A mortalidade tende a evoluir segundo um processo relativamente regular e convergente a nível mundial, enquanto os saldos migratórios têm um papel que é tanto mais secundário quanto maior for o país ou o continente em causa, sendo obviamente nulo à escala do Planeta. Em suma, a principal condicionante da dinâmica demográfica global é a fecundidade e os seus possíveis percursos evolutivos definem os grandes cenários apresentados pelas Nações Unidas. (2015:20)

Também outros autores sublinham a importância da análise das trajetórias das variáveis demográficas para a compreensão dos quadros de intervenção política (Gomes,2010; Pinto, 2010). No entanto, e como consequência do processo de transição demográfica, um novo processo emerge em qualquer análise de políticas públicas de população: o envelhecimento da população.
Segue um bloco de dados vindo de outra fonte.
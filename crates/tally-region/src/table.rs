//! Fixed-capacity open-addressed key→value table.
//!
//! A [`BucketTable`] owns a power-of-two slot array allocated once at
//! construction. Lookup and insert use linear probing; entries are only
//! ever removed all at once by [`clear`](BucketTable::clear) or
//! [`discard`](BucketTable::discard), so no tombstones are needed. The
//! logical capacity is kept strictly below the slot count, which
//! guarantees every probe sequence reaches an empty slot.
//!
//! Alongside the slots the table keeps the slot index of each key in
//! insertion order, also preallocated. Enumeration, eviction and reset
//! walk that list, so entries come out in the order they were first
//! inserted and clearing touches only occupied slots.

use std::collections::hash_map::RandomState;
use std::hash::BuildHasher;

use tally_core::{Aggregator, Key, TallyError, Value};

/// Outcome of a successful [`BucketTable::upsert`].
#[derive(Clone, Copy, Debug, PartialEq, Eq)]
pub enum Upsert {
    /// The key was new and now occupies a slot.
    Inserted,
    /// The key was present and its value was combined in place.
    Merged,
}

/// Fixed-capacity map from `K` to `V` with merge-on-insert.
pub struct BucketTable<K, V> {
    slots: Box<[Option<(K, V)>]>,
    /// Occupied slot indices, oldest insert first. `order.len()` is the
    /// number of keys stored.
    order: Vec<usize>,
    capacity: usize,
    hasher: RandomState,
}

impl<K: Key, V: Value> BucketTable<K, V> {
    /// Create an empty table with `slot_count` slots admitting at most
    /// `capacity` keys.
    ///
    /// # Panics
    ///
    /// Panics if `slot_count` is not a power of two or if `capacity` is
    /// not below `slot_count`. [`RegionLayout`](crate::RegionLayout)
    /// never produces such a pair.
    pub fn new(slot_count: usize, capacity: usize) -> Self {
        assert!(
            slot_count.is_power_of_two(),
            "slot_count must be a power of two, got {slot_count}"
        );
        assert!(
            capacity < slot_count,
            "capacity {capacity} must be below slot_count {slot_count}"
        );
        let slots = (0..slot_count).map(|_| None).collect::<Vec<_>>();
        Self {
            slots: slots.into_boxed_slice(),
            order: Vec::with_capacity(capacity),
            capacity,
            hasher: RandomState::new(),
        }
    }

    /// Merge `value` into the entry for `key`, inserting it if absent.
    ///
    /// Returns [`TallyError::TableFull`] without touching the table when
    /// `key` is new and the table already holds `capacity` keys.
    pub fn upsert<A>(&mut self, key: K, value: &V, aggregator: &A) -> Result<Upsert, TallyError>
    where
        A: Aggregator<K, V> + ?Sized,
    {
        match self.find(&key) {
            Ok(idx) => match &mut self.slots[idx] {
                Some((_, existing)) => {
                    aggregator.combine(existing, value);
                    Ok(Upsert::Merged)
                }
                None => Err(TallyError::Corrupted {
                    reason: format!("probe matched empty slot {idx}"),
                }),
            },
            Err(idx) => {
                if self.order.len() >= self.capacity {
                    return Err(TallyError::TableFull {
                        capacity: self.capacity,
                    });
                }
                self.slots[idx] = Some((key, *value));
                self.order.push(idx);
                Ok(Upsert::Inserted)
            }
        }
    }

    /// Look up the value stored for `key`.
    pub fn get(&self, key: &K) -> Option<&V> {
        let idx = self.find(key).ok()?;
        self.slots[idx].as_ref().map(|(_, v)| v)
    }

    /// Iterate over current entries in insertion order.
    ///
    /// The iterator is lazy and borrows the table; call again for a
    /// fresh pass.
    pub fn iter(&self) -> impl Iterator<Item = (&K, &V)> + '_ {
        self.order
            .iter()
            .filter_map(|&idx| self.slots[idx].as_ref().map(|(k, v)| (k, v)))
    }

    /// Evict every entry, reporting each to `aggregator.on_evict`, and
    /// leave the table empty. Returns the number of entries evicted.
    pub fn clear<A>(&mut self, aggregator: &A) -> usize
    where
        A: Aggregator<K, V> + ?Sized,
    {
        let mut evicted = 0;
        for idx in self.order.drain(..) {
            if let Some((key, value)) = self.slots[idx].take() {
                aggregator.on_evict(&key, &value);
                evicted += 1;
            }
        }
        evicted
    }

    /// Drop every entry without notifying anyone.
    pub fn discard(&mut self) {
        for idx in self.order.drain(..) {
            self.slots[idx] = None;
        }
    }

    /// Number of keys stored.
    pub fn len(&self) -> usize {
        self.order.len()
    }

    /// Whether the table holds no keys.
    pub fn is_empty(&self) -> bool {
        self.order.is_empty()
    }

    /// Maximum number of keys.
    pub fn capacity(&self) -> usize {
        self.capacity
    }

    /// Whether a new key would be rejected.
    pub fn is_full(&self) -> bool {
        self.order.len() >= self.capacity
    }

    /// `Ok(idx)` of the slot holding `key`, or `Err(idx)` of the empty
    /// slot where it would go.
    fn find(&self, key: &K) -> Result<usize, usize> {
        let mask = self.slots.len() - 1;
        let mut idx = (self.hasher.hash_one(key) as usize) & mask;
        loop {
            match &self.slots[idx] {
                Some((k, _)) if k == key => return Ok(idx),
                Some(_) => idx = (idx + 1) & mask,
                None => return Err(idx),
            }
        }
    }
}

#[cfg(test)]
mod tests {
    use super::*;
    use std::sync::Mutex;

    struct Sum;

    impl Aggregator<u32, u64> for Sum {
        fn combine(&self, acc: &mut u64, incoming: &u64) {
            *acc += *incoming;
        }
    }

    #[derive(Default)]
    struct Recorder {
        evicted: Mutex<Vec<(u32, u64)>>,
    }

    impl Aggregator<u32, u64> for Recorder {
        fn combine(&self, acc: &mut u64, incoming: &u64) {
            *acc += *incoming;
        }

        fn on_evict(&self, key: &u32, value: &u64) {
            self.evicted.lock().unwrap().push((*key, *value));
        }
    }

    #[test]
    fn insert_then_merge() {
        let mut table = BucketTable::<u32, u64>::new(8, 7);
        assert_eq!(table.upsert(1, &5, &Sum), Ok(Upsert::Inserted));
        assert_eq!(table.upsert(1, &3, &Sum), Ok(Upsert::Merged));
        assert_eq!(table.get(&1), Some(&8));
        assert_eq!(table.len(), 1);
    }

    #[test]
    fn full_table_rejects_new_key_but_merges_existing() {
        let mut table = BucketTable::<u32, u64>::new(4, 3);
        for k in 0..3 {
            table.upsert(k, &1, &Sum).unwrap();
        }
        assert!(table.is_full());
        assert_eq!(
            table.upsert(99, &1, &Sum),
            Err(TallyError::TableFull { capacity: 3 })
        );
        assert_eq!(table.get(&99), None);
        assert_eq!(table.upsert(2, &10, &Sum), Ok(Upsert::Merged));
        assert_eq!(table.get(&2), Some(&11));
    }

    #[test]
    fn clear_reports_each_entry_once() {
        let recorder = Recorder::default();
        let mut table = BucketTable::<u32, u64>::new(16, 14);
        for k in 0..5 {
            table.upsert(k, &(k as u64 * 10), &recorder).unwrap();
        }
        assert_eq!(table.clear(&recorder), 5);
        assert!(table.is_empty());
        let mut evicted = recorder.evicted.lock().unwrap().clone();
        evicted.sort_unstable();
        assert_eq!(evicted, vec![(0, 0), (1, 10), (2, 20), (3, 30), (4, 40)]);

        // A second clear has nothing to report.
        assert_eq!(table.clear(&recorder), 0);
        assert_eq!(recorder.evicted.lock().unwrap().len(), 5);
    }

    #[test]
    fn iteration_and_eviction_follow_insertion_order() {
        let recorder = Recorder::default();
        // Fresh tables hash with fresh seeds; order must not depend on it.
        for _ in 0..32 {
            let mut table = BucketTable::<u32, u64>::new(16, 14);
            for k in [3, 1, 9, 4] {
                table.upsert(k, &1, &recorder).unwrap();
            }
            table.upsert(1, &1, &recorder).unwrap();
            let keys: Vec<u32> = table.iter().map(|(k, _)| *k).collect();
            assert_eq!(keys, vec![3, 1, 9, 4]);

            recorder.evicted.lock().unwrap().clear();
            table.clear(&recorder);
            assert_eq!(
                *recorder.evicted.lock().unwrap(),
                vec![(3, 1), (1, 2), (9, 1), (4, 1)]
            );
        }
    }

    #[test]
    fn discard_is_silent() {
        let recorder = Recorder::default();
        let mut table = BucketTable::<u32, u64>::new(8, 7);
        table.upsert(1, &1, &recorder).unwrap();
        table.discard();
        assert!(table.is_empty());
        assert!(recorder.evicted.lock().unwrap().is_empty());
    }

    #[test]
    fn table_is_reusable_after_clear() {
        let mut table = BucketTable::<u32, u64>::new(4, 3);
        for k in 0..3 {
            table.upsert(k, &1, &Sum).unwrap();
        }
        table.clear(&Sum);
        for k in 10..13 {
            assert_eq!(table.upsert(k, &2, &Sum), Ok(Upsert::Inserted));
        }
        assert_eq!(table.iter().map(|(_, v)| *v).sum::<u64>(), 6);
    }

    #[test]
    #[should_panic(expected = "power of two")]
    fn non_power_of_two_slots_panics() {
        BucketTable::<u32, u64>::new(6, 3);
    }

    #[test]
    #[should_panic(expected = "must be below slot_count")]
    fn capacity_equal_to_slots_panics() {
        BucketTable::<u32, u64>::new(4, 4);
    }

    mod proptests {
        use super::*;
        use proptest::prelude::*;
        use std::collections::HashMap;

        proptest! {
            #[test]
            fn within_capacity_every_upsert_succeeds(
                puts in proptest::collection::vec((0u32..48, 1u64..1000), 0..400),
            ) {
                // 48 possible keys always fit in a 56-key table.
                let mut table = BucketTable::<u32, u64>::new(64, 56);
                let mut expected: HashMap<u32, u64> = HashMap::new();
                for &(k, v) in &puts {
                    prop_assert!(table.upsert(k, &v, &Sum).is_ok());
                    *expected.entry(k).or_default() += v;
                }
                prop_assert_eq!(table.len(), expected.len());
                for (k, v) in &expected {
                    prop_assert_eq!(table.get(k), Some(v));
                }
            }

            #[test]
            fn insertion_order_does_not_change_totals(
                mut puts in proptest::collection::vec((0u32..8, 1u64..1000), 1..64),
            ) {
                let mut forward = BucketTable::<u32, u64>::new(16, 14);
                for &(k, v) in &puts {
                    forward.upsert(k, &v, &Sum).unwrap();
                }
                puts.reverse();
                let mut backward = BucketTable::<u32, u64>::new(16, 14);
                for &(k, v) in &puts {
                    backward.upsert(k, &v, &Sum).unwrap();
                }
                for k in 0..8 {
                    prop_assert_eq!(forward.get(&k), backward.get(&k));
                }
            }

            #[test]
            fn len_never_exceeds_capacity(
                keys in proptest::collection::vec(any::<u32>(), 0..200),
            ) {
                let mut table = BucketTable::<u32, u64>::new(32, 28);
                for k in keys {
                    let _ = table.upsert(k, &1, &Sum);
                    prop_assert!(table.len() <= table.capacity());
                }
            }
        }
    }
}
Assim, a nossa análise centrar-se-á, essencialmente, em três dimensões que serão abordadas no próximo capítulo:

a) Fecundidade e políticas de família: b) Envelhecimento da população; c) Políticas de Migrações.
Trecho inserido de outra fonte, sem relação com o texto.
//! Reusable aggregation fixtures.
//!
//! - [`CountKey`] / [`CountValue`]: 4-byte key and value of the tap
//!   counter workload.
//! - [`SumAggregator`]: integer addition, the commutative monoid most
//!   tests use.
//! - [`RecordingAggregator`]: addition plus a log of every eviction.

use std::sync::{Mutex, PoisonError};

use tally_core::Aggregator;

/// Key of the tap counter: one `i32`.
#[repr(C)]
#[derive(Clone, Copy, Debug, Default, PartialEq, Eq, Hash, PartialOrd, Ord)]
pub struct CountKey {
    pub foo: i32,
}

impl CountKey {
    pub fn new(foo: i32) -> Self {
        Self { foo }
    }
}

/// Value of the tap counter: a running count.
#[repr(C)]
#[derive(Clone, Copy, Debug, Default, PartialEq, Eq, Hash)]
pub struct CountValue {
    pub count: i32,
}

impl CountValue {
    pub fn new(count: i32) -> Self {
        Self { count }
    }
}

/// Adds values; ignores evictions.
#[derive(Clone, Copy, Debug, Default)]
pub struct SumAggregator;

impl<K> Aggregator<K, CountValue> for SumAggregator {
    fn combine(&self, acc: &mut CountValue, incoming: &CountValue) {
        acc.count = acc.count.wrapping_add(incoming.count);
    }
}

impl<K> Aggregator<K, u64> for SumAggregator {
    fn combine(&self, acc: &mut u64, incoming: &u64) {
        *acc = acc.wrapping_add(*incoming);
    }
}

/// Adds values and records every `(key, value)` passed to `on_evict`,
/// in call order.
pub struct RecordingAggregator<K, V> {
    evicted: Mutex<Vec<(K, V)>>,
}

impl<K, V> RecordingAggregator<K, V> {
    pub fn new() -> Self {
        Self {
            evicted: Mutex::new(Vec::new()),
        }
    }

    /// Everything evicted so far.
    pub fn evicted(&self) -> Vec<(K, V)>
    where
        K: Clone,
        V: Clone,
    {
        self.lock().clone()
    }

    /// Number of evictions so far.
    pub fn evicted_count(&self) -> usize {
        self.lock().len()
    }

    /// Forget recorded evictions.
    pub fn clear(&self) {
        self.lock().clear();
    }

    fn lock(&self) -> std::sync::MutexGuard<'_, Vec<(K, V)>> {
        self.evicted.lock().unwrap_or_else(PoisonError::into_inner)
    }
}

impl<K, V> Default for RecordingAggregator<K, V> {
    fn default() -> Self {
        Self::new()
    }
}

impl<K> Aggregator<K, CountValue> for RecordingAggregator<K, CountValue>
where
    K: Copy + Send,
{
    fn combine(&self, acc: &mut CountValue, incoming: &CountValue) {
        acc.count = acc.count.wrapping_add(incoming.count);
    }

    fn on_evict(&self, key: &K, value: &CountValue) {
        self.lock().push((*key, *value));
    }
}

impl<K> Aggregator<K, u64> for RecordingAggregator<K, u64>
where
    K: Copy + Send,
{
    fn combine(&self, acc: &mut u64, incoming: &u64) {
        *acc = acc.wrapping_add(*incoming);
    }

    fn on_evict(&self, key: &K, value: &u64) {
        self.lock().push((*key, *value));
    }
}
Tal opção é sustentada pelo que acima se disse em relação à variável mortalidade e assumindo que a variável migrações tem um comportamento «(…) relativamente errático que responde a estímulos variados alguns deles dificilmente previsíveis» (Castro et al.,205:85).

Para além destas três dimensões analíticas, no estudo empírico (Capítulo V) será também “medida” a “Importância formal das Políticas de População” em cada um dos vinte e um Programas de Governo. Aqui, a escolha de temática e assuntos conexos com as Políticas de População foi mais extensa, tendo sido escolhidas, para além das três dimensões já referidas, mais treze temas, tais como, saúde, qualidade de vida, identidade, ambiente, habitação e urbanismo (entre outras) – Vd. Questões metodológicas no Capítulo IV.